**WHAT YOU ARE ASKED TO DO**
Give back the entries exactly, ending with the "use std::sync::Arc;" line.

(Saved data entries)

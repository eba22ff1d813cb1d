// src/site.rs
//! The static build: listing page plus one page per prebuilt post.

use crate::api::{ContentRepository, ListQuery};
use crate::config::{BuildSettings, PrebuildPolicy};
use crate::constants::API_MAX_PAGE_SIZE;
use crate::detail::resolve_posts;
use crate::error::AppError;
use crate::formatting::PageRenderer;
use crate::listing::{ListingAccumulator, PaginationState};
use crate::model::PostDetail;
use crate::output::{
    deliver_all, index_output_path, post_output_path, DeliveryTarget, OutputPlan, OutputReport,
};
use crate::pipeline::{ContentSource, PageComposer, SiteDelivery};
use crate::types::{DocumentType, PostUid};
use serde::Serialize;
use std::path::Path;
use std::sync::Arc;

/// Everything fetched for one build.
#[derive(Debug, Clone, Default, Serialize)]
pub struct SiteContent {
    /// The listing as shown on the home page.
    pub listing: PaginationState,
    /// Resolved posts, in prebuild order.
    pub posts: Vec<PostDetail>,
    /// Prebuild uids with no matching document.
    pub missing: Vec<PostUid>,
}

/// Builds the site from a content repository.
pub struct StaticSite {
    repository: Arc<dyn ContentRepository>,
    document_type: DocumentType,
    page_size: u32,
    settings: BuildSettings,
    renderer: PageRenderer,
}

impl StaticSite {
    pub fn new(
        repository: Arc<dyn ContentRepository>,
        document_type: DocumentType,
        page_size: u32,
        settings: BuildSettings,
        renderer: PageRenderer,
    ) -> Self {
        Self {
            repository,
            document_type,
            page_size,
            settings,
            renderer,
        }
    }

    async fn prebuild_uids(&self) -> Result<Vec<PostUid>, AppError> {
        match &self.settings.prebuild {
            PrebuildPolicy::Listed(uids) => Ok(uids.clone()),
            PrebuildPolicy::All => {
                let query =
                    ListQuery::latest_first(self.document_type.clone(), API_MAX_PAGE_SIZE);
                let documents = self.repository.list_all(&query).await?;
                log::info!("Prebuilding all {} documents", documents.len());

                Ok(documents
                    .iter()
                    .filter_map(|doc| match doc.uid.as_deref().map(PostUid::parse) {
                        Some(Ok(uid)) => Some(uid),
                        Some(Err(e)) => {
                            log::warn!("Skipping document {}: {}", doc.id, e);
                            None
                        }
                        None => {
                            log::warn!("Skipping document {}: no uid", doc.id);
                            None
                        }
                    })
                    .collect())
            }
        }
    }
}

#[async_trait::async_trait]
impl ContentSource for StaticSite {
    async fn fetch(&self) -> Result<SiteContent, AppError> {
        let query = ListQuery::latest_first(self.document_type.clone(), self.page_size);
        let accumulator = ListingAccumulator::load_initial(self.repository.clone(), &query).await?;
        let preloaded = accumulator.load_pages(self.settings.preload_pages).await?;
        if preloaded > 0 {
            log::info!("Preloaded {} extra listing pages", preloaded);
        }
        let listing = accumulator.into_state();

        let uids = self.prebuild_uids().await?;
        let resolved = resolve_posts(self.repository.as_ref(), &self.document_type, &uids).await?;
        log::info!(
            "Resolved {} posts ({} missing)",
            resolved.posts.len(),
            resolved.missing.len()
        );

        Ok(SiteContent {
            listing,
            posts: resolved.posts,
            missing: resolved.missing,
        })
    }
}

impl PageComposer for StaticSite {
    fn compose(&self, content: &SiteContent) -> Result<OutputPlan, AppError> {
        compose_site(&self.renderer, content, &self.settings.out_dir)
    }
}

impl SiteDelivery for StaticSite {
    fn deliver(&self, plan: OutputPlan) -> Result<OutputReport, AppError> {
        deliver_all(plan)
    }
}

/// Plans the site's files: the output directory, `index.html`, and
/// `post/<uid>/index.html` for every resolved post.
pub fn compose_site(
    renderer: &PageRenderer,
    content: &SiteContent,
    out_dir: &Path,
) -> Result<OutputPlan, AppError> {
    let mut plan = OutputPlan::new()
        .with_operation(DeliveryTarget::CreateDirectory {
            path: out_dir.to_path_buf(),
        })
        .with_operation(DeliveryTarget::WriteFile {
            path: index_output_path(out_dir),
            content: renderer.render_home(&content.listing)?.into_string(),
        });

    for post in &content.posts {
        plan = plan.with_operation(DeliveryTarget::WriteFile {
            path: post_output_path(out_dir, &post.uid),
            content: renderer.render_post(post)?.into_string(),
        });
    }

    Ok(plan)
}

#[cfg(test)]
mod tests {
    use super::*;
    use crate::model::{PostDetailData, PostData, PostSummary};

    fn post(uid: &str) -> PostDetail {
        PostDetail {
            uid: PostUid::parse(uid).unwrap(),
            first_publication_date: None,
            data: PostDetailData {
                title: uid.to_string(),
                ..Default::default()
            },
        }
    }

    #[test]
    fn test_plan_has_index_and_one_file_per_post() {
        let renderer = PageRenderer::embedded().unwrap();
        let content = SiteContent {
            listing: PaginationState {
                next_page: None,
                results: vec![PostSummary {
                    uid: PostUid::parse("a").unwrap(),
                    first_publication_date: None,
                    data: PostData::default(),
                }],
            },
            posts: vec![post("a"), post("b")],
            missing: vec![],
        };

        let plan = compose_site(&renderer, &content, Path::new("out")).unwrap();
        let paths: Vec<String> = plan
            .operations
            .iter()
            .map(|op| op.describe())
            .collect();

        assert_eq!(
            paths,
            vec![
                "mkdir out",
                "write out/index.html",
                "write out/post/a/index.html",
                "write out/post/b/index.html",
            ]
        );
    }
}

**WRITTEN ANSWER**
repository eba22ff1d813cb1d
// src/site.rs
//! The static build: listing page plus one page per prebuilt post.

use crate::api::{ContentRepository, ListQuery};
use crate::config::{BuildSettings, PrebuildPolicy};
use crate::constants::API_MAX_PAGE_SIZE;
use crate::detail::resolve_posts;
use crate::error::AppError;
use crate::formatting::PageRenderer;
use crate::listing::{ListingAccumulator, PaginationState};
use crate::model::PostDetail;
use crate::output::{
    deliver_all, index_output_path, post_output_path, DeliveryTarget, OutputPlan, OutputReport,
};
use crate::pipeline::{ContentSource, PageComposer, SiteDelivery};
use crate::types::{DocumentType, PostUid};
use serde::Serialize;
use std::path::Path;
use std::sync::Arc;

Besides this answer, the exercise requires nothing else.